Kepala SMPK Donbosco Atambua, Pius Seran mengatakan, untuk mengatasi tingkat kebocoran soal,  pihak pengawaspun diperketat dengan cara melakukan penukaran silang sesama sekolah yang melaksanakan ujian.
“Kendala waktu informasi yang telalu cepat sehingga membuat kami tidak bisa melaksanakannya.

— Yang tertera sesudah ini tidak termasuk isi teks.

//! Status polling with a wall-clock budget.
//!
//! [`JobPoller::await_job`] queries the backend until the job reaches a
//! terminal state, the wait budget runs out or the caller cancels. Only
//! elapsed time bounds the wait: transient query failures are logged and
//! retried on the next tick however many there are. Timing out or being
//! cancelled never touches the backend job, which keeps running.

use std::sync::Arc;
use std::time::Duration;

use tokio::sync::broadcast;
use tokio::time::Instant;
use tokio_util::sync::CancellationToken;

use faceswap_core::status::JobStatus;
use faceswap_core::types::JobHandle;

use crate::backend::{BackendError, RenderBackend};
use crate::events::{emit, JobEvent};
use crate::retry::RetryPolicy;

/// Smallest time a single status query is allowed, even when the wait
/// budget is (almost) spent.
const MIN_QUERY_BUDGET: Duration = Duration::from_millis(250);

/// Polls a render backend for job status.
pub struct JobPoller {
    backend: Arc<dyn RenderBackend>,
    policy: RetryPolicy,
    events: Option<broadcast::Sender<JobEvent>>,
}

impl JobPoller {
    /// Poll at a fixed `poll_interval`.
    pub fn new(backend: Arc<dyn RenderBackend>, poll_interval: Duration) -> Self {
        Self::with_policy(backend, RetryPolicy::fixed(poll_interval))
    }

    /// Poll starting at `policy.initial_delay`, growing per the policy's
    /// backoff curve. The policy's attempt limit is not used.
    pub fn with_policy(backend: Arc<dyn RenderBackend>, policy: RetryPolicy) -> Self {
        Self {
            backend,
            policy,
            events: None,
        }
    }

    pub fn with_events(mut self, events: broadcast::Sender<JobEvent>) -> Self {
        self.events = Some(events);
        self
    }

    /// Wait for `job` to finish.
    ///
    /// Returns the terminal backend status (`Completed` / `Failed`), or the
    /// synthesized [`JobStatus::TimedOut`] once `max_wait` has elapsed
    /// without one, or [`JobStatus::Cancelled`] as soon as `cancel` fires.
    /// Sleeps are clamped to the remaining budget so the last query lands
    /// on the deadline. Errors the policy does not consider retriable end
    /// the wait and are returned.
    pub async fn await_job(
        &self,
        job: &JobHandle,
        max_wait: Duration,
        cancel: &CancellationToken,
    ) -> Result<JobStatus, BackendError> {
        let started = Instant::now();
        let deadline = started + max_wait;
        let mut delay = self.policy.first_delay();
        let mut polls = 0u32;
        let mut transient_errors = 0u32;
        let mut last_state: Option<&'static str> = None;

        tracing::info!(
            job_id = %job,
            poll_interval_ms = delay.as_millis() as u64,
            max_wait_ms = max_wait.as_millis() as u64,
            "Waiting for job",
        );

        loop {
            if cancel.is_cancelled() {
                return Ok(self.cancelled(job, started));
            }

            polls += 1;
            let budget = deadline
                .saturating_duration_since(Instant::now())
                .max(MIN_QUERY_BUDGET);
            let query = tokio::time::timeout(budget, self.backend.status(job));

            let outcome = tokio::select! {
                biased;
                _ = cancel.cancelled() => return Ok(self.cancelled(job, started)),
                outcome = query => outcome,
            };

            match outcome {
                Ok(Ok(status)) => {
                    if last_state != Some(status.label()) {
                        tracing::info!(job_id = %job, state = status.label(), polls, "Job state changed");
                        last_state = Some(status.label());
                        emit(
                            self.events.as_ref(),
                            JobEvent::StateChanged {
                                job_id: job.to_string(),
                                state: status.label(),
                            },
                        );
                    } else {
                        tracing::debug!(job_id = %job, state = status.label(), polls, "Job status polled");
                    }
                    if status.is_terminal() {
                        return Ok(status);
                    }
                }
                Ok(Err(e)) if self.policy.is_retriable(&e) => {
                    transient_errors += 1;
                    tracing::warn!(
                        job_id = %job,
                        polls,
                        transient_errors,
                        error = %e,
                        "Status query failed, will retry",
                    );
                }
                Ok(Err(e)) => {
                    tracing::error!(job_id = %job, polls, error = %e, "Status query failed");
                    return Err(e);
                }
                Err(_) => {
                    transient_errors += 1;
                    tracing::warn!(
                        job_id = %job,
                        polls,
                        budget_ms = budget.as_millis() as u64,
                        "Status query exceeded the remaining wait budget",
                    );
                }
            }

            let now = Instant::now();
            if now >= deadline {
                let elapsed = now - started;
                tracing::warn!(
                    job_id = %job,
                    polls,
                    transient_errors,
                    elapsed_ms = elapsed.as_millis() as u64,
                    "Job did not finish within the wait budget; leaving it running",
                );
                emit(
                    self.events.as_ref(),
                    JobEvent::TimedOut {
                        job_id: job.to_string(),
                        elapsed_ms: elapsed.as_millis() as u64,
                    },
                );
                return Ok(JobStatus::TimedOut { elapsed });
            }

            // Wait before the next poll, respecting cancellation.
            let pause = delay.min(deadline - now);
            tokio::select! {
                biased;
                _ = cancel.cancelled() => return Ok(self.cancelled(job, started)),
                _ = tokio::time::sleep(pause) => {}
            }

            delay = self.policy.next_delay(delay);
        }
    }

    fn cancelled(&self, job: &JobHandle, started: Instant) -> JobStatus {
        let elapsed = started.elapsed();
        tracing::info!(
            job_id = %job,
            elapsed_ms = elapsed.as_millis() as u64,
            "Stopped waiting for job (cancelled); leaving it running",
        );
        emit(
            self.events.as_ref(),
            JobEvent::Cancelled {
                job_id: job.to_string(),
                elapsed_ms: elapsed.as_millis() as u64,
            },
        );
        JobStatus::Cancelled { elapsed }
    }
}
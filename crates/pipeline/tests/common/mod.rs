#![allow(dead_code)]

use std::collections::VecDeque;
use std::sync::atomic::{AtomicU32, Ordering};
use std::sync::{Arc, Mutex};

use async_trait::async_trait;
use faceswap_comfyui::backend::{BackendError, RenderBackend};
use faceswap_core::graph::{GraphDocument, Node};
use faceswap_core::status::{JobStatus, OutputArtifact};
use faceswap_core::types::{AssetReference, JobHandle};

/// In-memory render backend for orchestration tests.
///
/// Records every submitted document and replays a scripted status
/// sequence; the last entry repeats once the script runs down to it.
pub struct FakeBackend {
    submit_result: Mutex<Option<Result<JobHandle, BackendError>>>,
    statuses: Mutex<VecDeque<Result<JobStatus, BackendError>>>,
    submitted: Mutex<Vec<GraphDocument>>,
    missing_artifacts: Vec<String>,
    polls: AtomicU32,
}

impl FakeBackend {
    pub fn new(statuses: Vec<Result<JobStatus, BackendError>>) -> Arc<Self> {
        Self::build(Ok(JobHandle::new("abc")), statuses, Vec::new())
    }

    pub fn rejecting(error: BackendError) -> Arc<Self> {
        Self::build(Err(error), vec![Ok(JobStatus::Queued)], Vec::new())
    }

    /// Backend whose `/artifact` endpoint fails for the named artifacts.
    pub fn with_missing_artifacts(
        statuses: Vec<Result<JobStatus, BackendError>>,
        missing: &[&str],
    ) -> Arc<Self> {
        Self::build(
            Ok(JobHandle::new("abc")),
            statuses,
            missing.iter().map(|s| s.to_string()).collect(),
        )
    }

    fn build(
        submit_result: Result<JobHandle, BackendError>,
        statuses: Vec<Result<JobStatus, BackendError>>,
        missing_artifacts: Vec<String>,
    ) -> Arc<Self> {
        Arc::new(Self {
            submit_result: Mutex::new(Some(submit_result)),
            statuses: Mutex::new(statuses.into()),
            submitted: Mutex::new(Vec::new()),
            missing_artifacts,
            polls: AtomicU32::new(0),
        })
    }

    pub fn submitted(&self) -> Vec<GraphDocument> {
        self.submitted.lock().unwrap().clone()
    }

    pub fn poll_count(&self) -> u32 {
        self.polls.load(Ordering::SeqCst)
    }
}

#[async_trait]
impl RenderBackend for FakeBackend {
    fn base_url(&self) -> &str {
        "http://render.test"
    }

    async fn submit(&self, doc: &GraphDocument) -> Result<JobHandle, BackendError> {
        self.submitted.lock().unwrap().push(doc.clone());
        self.submit_result
            .lock()
            .unwrap()
            .clone()
            .unwrap_or_else(|| Ok(JobHandle::new("abc")))
    }

    async fn status(&self, _job: &JobHandle) -> Result<JobStatus, BackendError> {
        self.polls.fetch_add(1, Ordering::SeqCst);
        let mut statuses = self.statuses.lock().unwrap();
        if statuses.len() > 1 {
            statuses.pop_front().unwrap()
        } else {
            statuses.front().cloned().unwrap_or(Ok(JobStatus::Running))
        }
    }

    async fn fetch_artifact(&self, artifact: &OutputArtifact) -> Result<Vec<u8>, BackendError> {
        if self.missing_artifacts.contains(&artifact.name) {
            return Err(BackendError::Rejected {
                status: 404,
                detail: format!("{} not found", artifact.name),
            });
        }
        Ok(format!("bytes of {}", artifact.name).into_bytes())
    }

    async fn upload_asset(
        &self,
        file_name: &str,
        _bytes: Vec<u8>,
    ) -> Result<AssetReference, BackendError> {
        Ok(AssetReference::new(file_name).unwrap())
    }

    async fn probe_ready(&self) -> Result<(), BackendError> {
        Ok(())
    }
}

/// Two `LoadImage` nodes feeding a swap node and a save node.
pub fn faceswap_template() -> GraphDocument {
    GraphDocument::new()
        .with_node(
            "n1",
            Node::new("LoadImage")
                .with_parameter("image", "placeholder_source.png")
                .with_label("Source face"),
        )
        .with_node(
            "n2",
            Node::new("LoadImage")
                .with_parameter("image", "placeholder_target.png")
                .with_label("Target image"),
        )
        .with_node(
            "3",
            Node::new("ReActorFaceSwap")
                .with_parameter("source_image", serde_json::json!(["n1", 0]))
                .with_parameter("input_image", serde_json::json!(["n2", 0])),
        )
        .with_node(
            "4",
            Node::new("SaveImage")
                .with_parameter("images", serde_json::json!(["3", 0]))
                .with_parameter("filename_prefix", "swap"),
        )
}

pub fn asset(name: &str) -> AssetReference {
    AssetReference::new(name).unwrap()
}

pub fn out_png() -> OutputArtifact {
    OutputArtifact::new("out.png", "", "output")
}
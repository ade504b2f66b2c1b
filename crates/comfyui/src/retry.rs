//! Retry and backoff policy shared by the submitter and the poller.
//!
//! One [`RetryPolicy`] describes the delay curve (initial delay, growth
//! factor, cap), an optional attempt limit and which errors are worth
//! retrying. The submitter honours the attempt limit; the poller ignores
//! it and is bounded by its wall-clock budget instead.

use std::time::Duration;

use crate::backend::BackendError;

/// Floor for every delay a policy hands out. A zero interval would turn
/// the poll loop into a spin.
pub const MIN_DELAY: Duration = Duration::from_millis(10);

/// Tunable retry parameters.
#[derive(Debug, Clone, Copy)]
pub struct RetryPolicy {
    /// Delay before the second attempt (and the poll interval).
    pub initial_delay: Duration,
    /// Upper bound on the delay between attempts.
    pub max_delay: Duration,
    /// Factor by which the delay grows after each attempt. `1.0` keeps a
    /// fixed cadence.
    pub multiplier: f64,
    /// Total attempts allowed, including the first. `None` is unbounded.
    pub max_attempts: Option<u32>,
    /// Which errors may be retried.
    pub retriable: fn(&BackendError) -> bool,
}

impl Default for RetryPolicy {
    /// Exponential 1s, 2s, 4s ... capped at 30s, transient errors only,
    /// no attempt limit.
    fn default() -> Self {
        Self {
            initial_delay: Duration::from_secs(1),
            max_delay: Duration::from_secs(30),
            multiplier: 2.0,
            max_attempts: None,
            retriable: BackendError::is_transient,
        }
    }
}

impl RetryPolicy {
    /// Never retry.
    pub fn single_attempt() -> Self {
        Self {
            max_attempts: Some(1),
            ..Self::default()
        }
    }

    /// Constant delay between attempts.
    pub fn fixed(interval: Duration) -> Self {
        let interval = interval.max(MIN_DELAY);
        Self {
            initial_delay: interval,
            max_delay: interval,
            multiplier: 1.0,
            ..Self::default()
        }
    }

    /// Delay starting at `initial`, multiplied by `multiplier` after each
    /// attempt and clamped to `max`.
    pub fn exponential(initial: Duration, max: Duration, multiplier: f64) -> Self {
        let initial = initial.max(MIN_DELAY);
        Self {
            initial_delay: initial,
            max_delay: max.max(initial),
            multiplier,
            ..Self::default()
        }
    }

    pub fn with_max_attempts(mut self, attempts: u32) -> Self {
        self.max_attempts = Some(attempts.max(1));
        self
    }

    pub fn with_retriable(mut self, retriable: fn(&BackendError) -> bool) -> Self {
        self.retriable = retriable;
        self
    }

    pub fn is_retriable(&self, err: &BackendError) -> bool {
        (self.retriable)(err)
    }

    /// Whether a failed attempt number `attempt` (1-based) should be
    /// followed by another one.
    pub fn should_retry(&self, err: &BackendError, attempt: u32) -> bool {
        let attempts_left = self.max_attempts.map_or(true, |max| attempt < max);
        attempts_left && self.is_retriable(err)
    }

    /// Delay before the second attempt, never below [`MIN_DELAY`].
    pub fn first_delay(&self) -> Duration {
        self.initial_delay.max(MIN_DELAY)
    }

    /// Calculate the next delay from the current one.
    ///
    /// The result is clamped to [`RetryPolicy::max_delay`], never shrinks
    /// below the current delay and never drops under [`MIN_DELAY`].
    pub fn next_delay(&self, current: Duration) -> Duration {
        let current = current.max(MIN_DELAY);
        let multiplier = self.multiplier.max(1.0);
        let next_ms = (current.as_millis() as f64 * multiplier) as u64;
        Duration::from_millis(next_ms).max(current).min(self.max_delay.max(current))
    }
}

Selain itu juga kedala server ujian, listrik higga jaringan membuat SMP Donbosco tidak bisa melakukan UNBK,” ungkapnya.
Kepala Dinas Pendidikan dan Kebudayaan, Marsianus Loe secara terpisah membenarkan bahwa baru empat sekolah yang melaksanakan UNBK sedangkan 44 sekolah lainnya masih menggunakan kertas dan pensil karena fasilitas yang sangat tidak memadai.
Dia juga menambahkan pada tahun 2020 nanti akan dilakukan perlengkapan fasilitas komputer untuk 11 sekolah yang berada di Kota Atambua dan sambil meperhatikan sekolah sekoalh yang berada di pelosok wilayah perbatasan Indonesia-Timor Leste.
Untuk diketahui,  pada tahun ini ada 48 SMP dan 147 sekolah dasar (SD) di Kabupaten Belu yang menggelar ujian nasional (UN).
Ada 4 SMP yang menggelar UNBK dari total ada 48 SMP yang menggelar ujian nasional dengan menggunakan fasilitas milik SMA dan SMK.
Distribusi Soal Ujian Nasional Dikawal Aparat Kepolisian
Sebelumnya, guna menyukseskan UNBK di Kabupaten Belu untuk pertama kali, pendistribusian  soal ujian dikawal ketat aparat kepolisian.
Sejumlah kepala sekolah bersama pihak kepolsian mengambil soal dengan pertimbangan jarak dan kemanan menuju sekolah di batas negara RI-RDTL yang jauh.
Sementara itu untuk sejumlah sekolah yang berada di Kota Atambua baru dilakukan keesokan harinya.
Hal ini untuk menjaga keamanan dari soal ujian agar tidak terjadi kebocoran.
Kepala SMP Mandala, Yasintus Fahik mengatakan, saat ini sudah mengambil seluruh dokumen ujian nasional.
Namun harus dilakukannya pemeriksaan ulang kelengkapan soal ujian agar bisa sesuai dengan jumlah siswa peserta ujjian.
Dia juga menambahkan hingga saat ini SMP Negeri Mandala, Kecamatan Raimanuk masih melakukan ujian nasional berbasis kertas dan pensil karena tidak memiliki sarana dan prasarana computer maupun masih jauh dari akses infrastruktur lainnya.
Terpisah, Sekretaris Dinas Pendidikan dan Kebudayaan, Frans Rikardus Mali mengatakan, soal-soal dan dokumen lainnya mulai dibagi dan distribusikan, sementara itu sekolah yang berada di wilayah perkotaan akan diambil sehari setelahnya.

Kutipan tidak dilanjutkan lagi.